Nathan Newman was pretty upset by Cynthia McKinney's loss in the Democraatic primary on Tuesday. See here and here for his reaction. The particular bone of Newman's contention is the amount of outside money, much of it coming from the pro-Israel lobby AIPAC, which went to McKinney's opponent, Denise Majette. His argument is that, among other things, blacks will resent seeing two black members of Congress (the other being Alabama's Earl Hilliard) being targeted and defeated.
I have two big problems with Newman's argument. First, it overlooks the fact that both Earl Hilliard and Cynthia McKinney were defeated by black candidates. The only conclusion I can draw from this line of reasoning is that Majette and Artur Davis are somehow not black enough. Both McKinney and Hilliard levelled such charges about their opponents, in fact. I really don't know what to make of this other than to note that were there a white candidate involved, appeals to vote for one or the other based on race would be considered, well, racist.
More importantly, the idea that Majette and Davis were elected because of some nefarious outside plot is just plain insulting to the voters. Hilliard and McKinney were long-term incumbents. The people they represented knew who they were and what they stood for, and they chose someone else. Voters can certainly be manipulated by misleading campaign ads, but it seems to me it's much harder to to do that to a well-known candidate.
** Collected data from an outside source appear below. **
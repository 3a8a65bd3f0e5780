use serde::{Deserialize, Serialize};

/// Main configuration structure
#[derive(Debug, Clone, Serialize, Deserialize, Default)]
pub struct Config {
    #[serde(default)]
    pub auth: AuthConfig,
    #[serde(default)]
    pub client: ClientConfig,
    #[serde(default)]
    pub defaults: DefaultsConfig,
}

/// Stored credentials
#[derive(Clone, Serialize, Deserialize, Default)]
pub struct AuthConfig {
    /// Personal access token for the Content Management API
    #[serde(skip_serializing_if = "Option::is_none")]
    pub access_token: Option<String>,
    /// Email of the user the token belongs to, filled in on login
    #[serde(skip_serializing_if = "Option::is_none")]
    pub user_email: Option<String>,
}

impl std::fmt::Debug for AuthConfig {
    fn fmt(&self, f: &mut std::fmt::Formatter<'_>) -> std::fmt::Result {
        f.debug_struct("AuthConfig")
            .field("access_token", &self.access_token.as_ref().map(|_| "****"))
            .field("user_email", &self.user_email)
            .finish()
    }
}

/// HTTP client settings
#[derive(Debug, Clone, Serialize, Deserialize)]
pub struct ClientConfig {
    #[serde(default = "default_host")]
    pub host: String,
    #[serde(default)]
    pub insecure: bool,
    #[serde(default = "default_timeout_secs")]
    pub timeout_secs: u64,
    #[serde(default = "default_retry_on_error")]
    pub retry_on_error: bool,
    #[serde(default = "default_retry_limit")]
    pub retry_limit: u32,
    /// Application name appended to the user agent
    #[serde(skip_serializing_if = "Option::is_none")]
    pub application: Option<String>,
}

/// Ids used when a command does not name them explicitly
#[derive(Debug, Clone, Serialize, Deserialize, Default)]
pub struct DefaultsConfig {
    #[serde(skip_serializing_if = "Option::is_none")]
    pub organization_id: Option<String>,
    #[serde(skip_serializing_if = "Option::is_none")]
    pub space_id: Option<String>,
    #[serde(skip_serializing_if = "Option::is_none")]
    pub environment_id: Option<String>,
}

fn default_host() -> String {
    crate::api::client::DEFAULT_HOST.to_string()
}

fn default_timeout_secs() -> u64 {
    30
}

fn default_retry_on_error() -> bool {
    true
}

fn default_retry_limit() -> u32 {
    5
}

impl Default for ClientConfig {
    fn default() -> Self {
        Self {
            host: default_host(),
            insecure: false,
            timeout_secs: default_timeout_secs(),
            retry_on_error: default_retry_on_error(),
            retry_limit: default_retry_limit(),
            application: None,
        }
    }
}
//! Connection dispatch: accept loop and per-connection scheduling.

pub mod listener;
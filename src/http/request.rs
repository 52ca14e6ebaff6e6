/// HTTP request methods.
///
/// The server only ever serves GET. Anything else on the request line is
/// rejected by the parser before a `Method` is produced.
#[derive(Debug, Clone, Copy, PartialEq, Eq)]
pub enum Method {
    /// GET - Retrieve a file
    GET,
}

impl Method {
    /// Parses an HTTP method from a request line token.
    ///
    /// # Arguments
    ///
    /// * `s` - The first token of the request line (case-sensitive)
    ///
    /// # Returns
    ///
    /// `Some(Method)` if the token names a supported method, `None` otherwise.
    ///
    /// # Example
    ///
    /// ```
    /// # use docroot::http::request::Method;
    /// assert_eq!(Method::from_str("GET"), Some(Method::GET));
    /// assert_eq!(Method::from_str("get"), None);
    /// assert_eq!(Method::from_str("POST"), None);
    /// ```
    pub fn from_str(s: &str) -> Option<Self> {
        match s {
            "GET" => Some(Method::GET),
            _ => None,
        }
    }
}

/// A request as far as this server cares about it.
///
/// Header lines are read off the wire but never retained.
#[derive(Debug, Clone, PartialEq, Eq)]
pub struct ParsedRequest {
    /// The request method
    pub method: Method,
    /// The requested path with one leading `/` removed (e.g. "index.html")
    pub target: String,
    /// The raw first line, kept for diagnostics
    pub request_line: String,
}

impl ParsedRequest {
    /// Builds a request, stripping a single leading `/` from `target`.
    pub fn new(method: Method, target: &str, request_line: impl Into<String>) -> Self {
        Self {
            method,
            target: strip_leading_slash(target).to_string(),
            request_line: request_line.into(),
        }
    }
}

/// Removes exactly one leading `/`. No further normalisation happens here.
pub fn strip_leading_slash(target: &str) -> &str {
    target.strip_prefix('/').unwrap_or(target)
}
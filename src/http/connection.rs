use std::net::SocketAddr;
use std::sync::Arc;

use tokio::io::{AsyncRead, AsyncWrite, AsyncWriteExt, BufReader};
use tracing::{info, warn};

use crate::files::StaticFiles;
use crate::http::parser::{ParseError, read_request};
use crate::http::request::ParsedRequest;
use crate::http::response::Response;
use crate::http::writer::{ResponseWriter, status_line};

/// One accepted connection and everything needed to answer it.
///
/// The stream is owned for the whole request/response cycle and dropped
/// (closed) when `run` returns, whatever the outcome.
pub struct Connection<S> {
    stream: BufReader<S>,
    peer: SocketAddr,
    files: Arc<StaticFiles>,
    state: ConnectionState,
}

pub enum ConnectionState {
    Reading,
    Processing(ParsedRequest),
    Writing(ResponseWriter),
    Closed,
}

impl<S> Connection<S>
where
    S: AsyncRead + AsyncWrite + Unpin,
{
    pub fn new(stream: S, peer: SocketAddr, files: Arc<StaticFiles>) -> Self {
        Self {
            stream: BufReader::new(stream),
            peer,
            files,
            state: ConnectionState::Reading,
        }
    }

    pub async fn run(mut self) -> anyhow::Result<()> {
        let result = self.drive().await;
        info!(peer = %self.peer, "Connection closed");
        result
    }

    async fn drive(&mut self) -> anyhow::Result<()> {
        loop {
            match &mut self.state {
                ConnectionState::Reading => {
                    // Malformed requests get no response at all
                    let request = match read_request(&mut self.stream).await {
                        Ok(request) => request,
                        Err(ParseError::Io(e)) => return Err(e.into()),
                        Err(e) => return Err(anyhow::anyhow!("HTTP parse error: {}", e)),
                    };

                    info!(peer = %self.peer, request = %request.request_line, "Request");
                    self.state = ConnectionState::Processing(request);
                }

                ConnectionState::Processing(request) => {
                    let response = self.files.respond(&request.target).await;
                    log_response(self.peer, &response);

                    self.state = ConnectionState::Writing(ResponseWriter::new(&response));
                }

                ConnectionState::Writing(writer) => {
                    writer.write_to_stream(self.stream.get_mut()).await?;

                    // HTTP/1.0: one request per connection
                    self.state = ConnectionState::Closed;
                }

                ConnectionState::Closed => {
                    if let Err(e) = self.stream.get_mut().shutdown().await {
                        warn!(peer = %self.peer, error = %e, "shutdown failed");
                    }
                    break;
                }
            }
        }

        Ok(())
    }
}

fn log_response(peer: SocketAddr, response: &Response) {
    info!(
        peer = %peer,
        status = response.status.as_u16(),
        bytes = response.body.len(),
        "{}",
        status_line(response)
    );
}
(It's this same type of thinking that underlies term limits. The voters are too dumb or too easily led to reelect unworthy opponents. Only by restricting the voters' choices can we ensure that viable newcomers have a chance to win.)
Down here in Texas, one of the surest rallying cries for a politician is that he or she is being targeted by outsiders. I'm hard-pressed to think of a worse epithet to throw at a candidate than a charge that he or she is a puppet of Powerful Outside Forces, especially if those forces are Northern or Eastern. John Cornyn is already making a campaign issue out of Ron Kirk's national fundraising. It resonates with the voters here, who'd rather vote for "one of us" and thus stick a finger in the eye of those outsiders. That the voters in Georgia and Alamaba rejected such entreaties speaks volumes about the candidates involved.
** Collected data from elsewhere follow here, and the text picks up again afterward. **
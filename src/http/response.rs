use bytes::Bytes;

/// HTTP status codes the server can send.
///
/// - `Ok` (200): File found and sent
/// - `NotFound` (404): No regular file at the resolved path
/// - `InternalServerError` (500): The file vanished or could not be read
#[derive(Debug, Clone, Copy, PartialEq, Eq)]
pub enum StatusCode {
    /// 200 OK
    Ok,
    /// 404 File Not Found
    NotFound,
    /// 500 Internal Server Error
    InternalServerError,
}

impl StatusCode {
    /// Returns the numeric HTTP status code.
    ///
    /// # Example
    ///
    /// ```
    /// # use docroot::http::response::StatusCode;
    /// assert_eq!(StatusCode::Ok.as_u16(), 200);
    /// assert_eq!(StatusCode::NotFound.as_u16(), 404);
    /// ```
    pub fn as_u16(&self) -> u16 {
        match self {
            StatusCode::Ok => 200,
            StatusCode::NotFound => 404,
            StatusCode::InternalServerError => 500,
        }
    }

    /// Returns the reason phrase written on the status line.
    ///
    /// # Example
    ///
    /// ```
    /// # use docroot::http::response::StatusCode;
    /// assert_eq!(StatusCode::Ok.reason_phrase(), "OK");
    /// assert_eq!(StatusCode::NotFound.reason_phrase(), "File Not Found");
    /// ```
    pub fn reason_phrase(&self) -> &'static str {
        match self {
            StatusCode::Ok => "OK",
            StatusCode::NotFound => "File Not Found",
            StatusCode::InternalServerError => "Internal Server Error",
        }
    }
}

/// A complete HTTP response ready to be written to a client.
///
/// Headers keep their insertion order on the wire.
#[derive(Debug)]
pub struct Response {
    /// The HTTP status code
    pub status: StatusCode,
    /// Header name/value pairs, in send order
    pub headers: Vec<(String, String)>,
    /// Response body
    pub body: Bytes,
}

/// Builder for constructing HTTP responses in a fluent style.
///
/// # Example
///
/// ```
/// # use docroot::http::response::{ResponseBuilder, StatusCode};
/// let response = ResponseBuilder::new(StatusCode::Ok)
///     .header("Content-Type", "text/plain")
///     .body("hi")
///     .build();
/// assert_eq!(response.headers.len(), 1);
/// ```
pub struct ResponseBuilder {
    status: StatusCode,
    headers: Vec<(String, String)>,
    body: Bytes,
}

impl ResponseBuilder {
    /// Creates a new response builder with the specified status code.
    pub fn new(status: StatusCode) -> Self {
        Self {
            status,
            headers: Vec::new(),
            body: Bytes::new(),
        }
    }

    /// Appends a header. Nothing is added implicitly.
    pub fn header(mut self, key: impl Into<String>, value: impl Into<String>) -> Self {
        self.headers.push((key.into(), value.into()));
        self
    }

    /// Sets the response body.
    pub fn body(mut self, body: impl Into<Bytes>) -> Self {
        self.body = body.into();
        self
    }

    pub fn build(self) -> Response {
        Response {
            status: self.status,
            headers: self.headers,
            body: self.body,
        }
    }
}

impl Response {
    /// Creates a 200 OK response carrying a file's content.
    ///
    /// `Content-Length` is taken from the body and precedes `Content-Type`.
    pub fn file(body: impl Into<Bytes>, content_type: &str) -> Self {
        let body = body.into();
        ResponseBuilder::new(StatusCode::Ok)
            .header("Content-Length", body.len().to_string())
            .header("Content-Type", content_type)
            .body(body)
            .build()
    }

    /// Creates the 404 response. It carries no headers.
    pub fn not_found() -> Self {
        ResponseBuilder::new(StatusCode::NotFound)
            .body(Bytes::from_static(b"404 File Not Found!"))
            .build()
    }

    /// Creates a 500 response for files that exist but cannot be read.
    pub fn internal_error() -> Self {
        ResponseBuilder::new(StatusCode::InternalServerError)
            .body(Bytes::from_static(b"500 Internal Server Error!"))
            .build()
    }
}
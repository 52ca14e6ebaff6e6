//! Docroot - minimal static file server
//!
//! Core library for the HTTP/1.0 request handling and connection dispatch.

pub mod config;
pub mod files;
pub mod http;
pub mod server;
Even after the election, friends of McKinney are still beating the Powerful Outside Forces horse. Look at this quote from Rep. Eddie Bernice Johnson (D-TX) of the Congressional Black Caucus:
"If [Majette] comes here willing to work with us and is not skewed by the agenda of her supporters, of course we work with her," Representative Johnson said. "We all know we have to move past this."
Why don't we listen to some of those people, quoted in the NYT article linked above and in this WaPo article. We might learn something.
"People in the black community still think of the comments [McKinney] made after 9/11, and they are still a little apprehensive," said Alfreida Capers, 51, a DeKalb County resident who campaigned for Ms. McKinney.
"There were some in our community who saw Ms. Majette's advertisements on television and thought they reflected a young, Christian woman with a family who would be less boisterous," Ms. Capers added. "Some certainly thought our congresswoman was too boisterous and they carried that thought with them to the polls."
"There was a change in DeKalb, and Cynthia didn't pick up on it," said William Boone, a political scientist at historically black Clark-Atlanta University. "There's a growing black middle class here, a middle class that is much, much different from the black middle class of the civil rights era.
"Cynthia had the civil-rights-era politics down pat. But the voters were looking for someone more focused in the issues, not just someone who is black and will look out for them."
That changing attitude drove 63-year-old James Nelson to vote against McKinney for the first time.
"I looked at the way she talked, and along down the line I didn't like it anymore," he said. "I saw the Majette lady on TV and I liked what she had to say."
Ken Turner, a longtime supporter of outspoken Democratic Rep. Cynthia McKinney, had had enough of what he called old-style black politics.
McKinney was "living off the old ways," said Turner, 39. "Just yelling and making any statement you want and thinking as long as you're black, people are going to vote for you. Well, we're not that stupid."